The Bearer of this who is going to America, presses me to give him a Letter of
Recommendation, tho’ I know nothing of him, not even his Name. This may seem
extraordinary, but I assure you it is not uncommon here. Sometimes indeed one
unknown Person brings me another equally unknown, to recommend him; and
sometimes they recommend one another! As to this Gentleman, I must refer you
to himself for his Character and Merits, with which he is certainly better
acquainted than I can possibly be; I recommend him however to those Civilities
which every Stranger, of whom one knows no Harm, has a Right to, and I request
you will do him all the good Offices and show him all the Favour that on
further Acquaintance you shall find him to deserve.

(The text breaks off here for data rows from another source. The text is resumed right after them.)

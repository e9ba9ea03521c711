use std::os::fd::RawFd;
use std::time::Instant;

use serde::{Deserialize, Serialize};
use v4l::FourCC;

use crate::buffer::BufferHandle;

/// A dequeued capture buffer handed out by the capture queue.
///
/// The frame stays application-owned until it is requeued exactly once,
/// either by the capture worker or by whichever stage took it over.
#[derive(Debug, Clone, Copy)]
pub struct CapturedFrame {
    pub slot: usize,
    pub handle: BufferHandle,
    pub fd: RawFd,
    pub sequence: u64,
    pub bytes_used: u32,
    pub timestamp: Instant,
}

/// Pixel formats the receiver and the transform units deal with
#[derive(Debug, Clone, Copy, PartialEq, Eq, Hash, Serialize, Deserialize)]
#[serde(rename_all = "lowercase")]
pub enum PixelFormat {
    Bgr24,
    Nv12,
    Nv21,
    Yv12,
    /// 10-bit 4:2:0, four samples packed in five bytes
    Nv15,
    Nv16,
    Nv24,
    Yuyv,
    Rgb565,
    Rgb32,
}

impl PixelFormat {
    pub const ALL: [PixelFormat; 10] = [
        PixelFormat::Bgr24,
        PixelFormat::Nv12,
        PixelFormat::Nv21,
        PixelFormat::Yv12,
        PixelFormat::Nv15,
        PixelFormat::Nv16,
        PixelFormat::Nv24,
        PixelFormat::Yuyv,
        PixelFormat::Rgb565,
        PixelFormat::Rgb32,
    ];

    pub fn fourcc(self) -> FourCC {
        FourCC::new(match self {
            PixelFormat::Bgr24 => b"BGR3",
            PixelFormat::Nv12 => b"NV12",
            PixelFormat::Nv21 => b"NV21",
            PixelFormat::Yv12 => b"YV12",
            PixelFormat::Nv15 => b"NV15",
            PixelFormat::Nv16 => b"NV16",
            PixelFormat::Nv24 => b"NV24",
            PixelFormat::Yuyv => b"YUYV",
            PixelFormat::Rgb565 => b"RGBP",
            PixelFormat::Rgb32 => b"RGB4",
        })
    }

    pub fn from_fourcc(fourcc: FourCC) -> Option<Self> {
        Self::ALL.into_iter().find(|f| f.fourcc() == fourcc)
    }

    pub fn is_rgb(self) -> bool {
        matches!(
            self,
            PixelFormat::Bgr24 | PixelFormat::Rgb565 | PixelFormat::Rgb32
        )
    }

    /// Bytes needed for one frame with the given stride and height.
    pub fn frame_size(self, stride: u32, height: u32) -> usize {
        let px = stride as usize * height as usize;
        match self {
            PixelFormat::Nv12 | PixelFormat::Nv21 | PixelFormat::Yv12 => px * 3 / 2,
            PixelFormat::Nv15 => px * 15 / 8,
            PixelFormat::Nv16 | PixelFormat::Yuyv | PixelFormat::Rgb565 => px * 2,
            PixelFormat::Nv24 | PixelFormat::Bgr24 => px * 3,
            PixelFormat::Rgb32 => px * 4,
        }
    }

    /// Bytes per row of the first plane for a stride expressed in pixels.
    pub fn row_bytes(self, stride: u32) -> usize {
        let stride = stride as usize;
        match self {
            PixelFormat::Nv15 => stride * 10 / 8,
            PixelFormat::Yuyv | PixelFormat::Rgb565 => stride * 2,
            PixelFormat::Bgr24 => stride * 3,
            PixelFormat::Rgb32 => stride * 4,
            _ => stride,
        }
    }
}

impl From<PixelFormat> for FourCC {
    fn from(format: PixelFormat) -> Self {
        format.fourcc()
    }
}

/// Quantization range reported by the receiver
#[derive(Debug, Clone, Copy, PartialEq, Eq, Default, Serialize, Deserialize)]
#[serde(rename_all = "lowercase")]
pub enum ColorRange {
    #[default]
    Default,
    Limited,
    Full,
}

/// Two-valued view of [`ColorRange`]; an unspecified range counts as full.
#[derive(Debug, Clone, Copy, PartialEq, Eq, Hash)]
pub enum RangeClass {
    Full,
    Limited,
}

impl ColorRange {
    pub fn from_raw(raw: i32) -> Self {
        match raw {
            1 => ColorRange::Limited,
            2 => ColorRange::Full,
            _ => ColorRange::Default,
        }
    }

    pub fn class(self) -> RangeClass {
        match self {
            ColorRange::Limited => RangeClass::Limited,
            ColorRange::Default | ColorRange::Full => RangeClass::Full,
        }
    }
}

/// Colorimetry reported by the receiver
#[derive(Debug, Clone, Copy, PartialEq, Eq, Default, Serialize, Deserialize)]
#[serde(rename_all = "snake_case")]
pub enum ColorSpace {
    Xvycc601,
    #[default]
    Xvycc709,
    Sycc601,
    AdobeYcc601,
    AdobeRgb,
    Bt2020ConstLuma,
    Bt2020,
    Bt2020RgbOrYcc,
}

impl ColorSpace {
    pub fn from_raw(raw: i32) -> Self {
        match raw {
            0 => ColorSpace::Xvycc601,
            2 => ColorSpace::Sycc601,
            3 => ColorSpace::AdobeYcc601,
            4 => ColorSpace::AdobeRgb,
            5 => ColorSpace::Bt2020ConstLuma,
            6 => ColorSpace::Bt2020,
            7 => ColorSpace::Bt2020RgbOrYcc,
            _ => ColorSpace::Xvycc709,
        }
    }

    pub fn is_bt601(self) -> bool {
        matches!(self, ColorSpace::Xvycc601 | ColorSpace::Sycc601)
    }
}

/// Frame geometry, strides in pixels
#[derive(Debug, Clone, Copy, PartialEq, Eq, Hash)]
pub struct Geometry {
    pub width: u32,
    pub height: u32,
    pub h_stride: u32,
    pub v_stride: u32,
}

impl Geometry {
    pub fn new(width: u32, height: u32) -> Self {
        Self {
            width,
            height,
            h_stride: width,
            v_stride: height,
        }
    }

    pub fn with_stride_align(width: u32, height: u32, align: u32) -> Self {
        Self {
            width,
            height,
            h_stride: crate::utils::align_up(width, align),
            v_stride: height,
        }
    }
}

#[cfg(test)]
mod tests {
    use super::*;

    #[test]
    fn fourcc_mapping_is_bijective() {
        for format in PixelFormat::ALL {
            assert_eq!(PixelFormat::from_fourcc(format.fourcc()), Some(format));
        }
        assert_eq!(PixelFormat::from_fourcc(FourCC::new(b"MJPG")), None);
    }

    #[test]
    fn frame_sizes() {
        assert_eq!(PixelFormat::Nv12.frame_size(1920, 1080), 1920 * 1080 * 3 / 2);
        assert_eq!(PixelFormat::Bgr24.frame_size(1920, 1080), 1920 * 1080 * 3);
        assert_eq!(PixelFormat::Yuyv.frame_size(64, 2), 256);
        assert_eq!(PixelFormat::Rgb32.frame_size(4, 4), 64);
        assert_eq!(PixelFormat::Nv15.frame_size(64, 8), 64 * 8 * 15 / 8);
    }

    #[test]
    fn default_range_counts_as_full() {
        assert_eq!(ColorRange::Default.class(), RangeClass::Full);
        assert_eq!(ColorRange::Full.class(), RangeClass::Full);
        assert_eq!(ColorRange::Limited.class(), RangeClass::Limited);
        assert_eq!(ColorRange::from_raw(7), ColorRange::Default);
    }
}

I have the honour to be,
&c."

[https://founders.archives.gov/documents/Franklin/01-23-02-03...](https://founders.archives.gov/documents/Franklin/01-23-02-0365)

------
stakhanov
A piece of advice I would give to students: If you're applying to N
universities, have your professors write recommendation letters to accompany
applications to N+1 universities (including a university that you're lying
about wanting to apply to). Chances are, you'll get N+1 copies of the same
letter in sealed envelopes. Open one. If you dislike what they write about
you, throw them all in the trash and ask another professor.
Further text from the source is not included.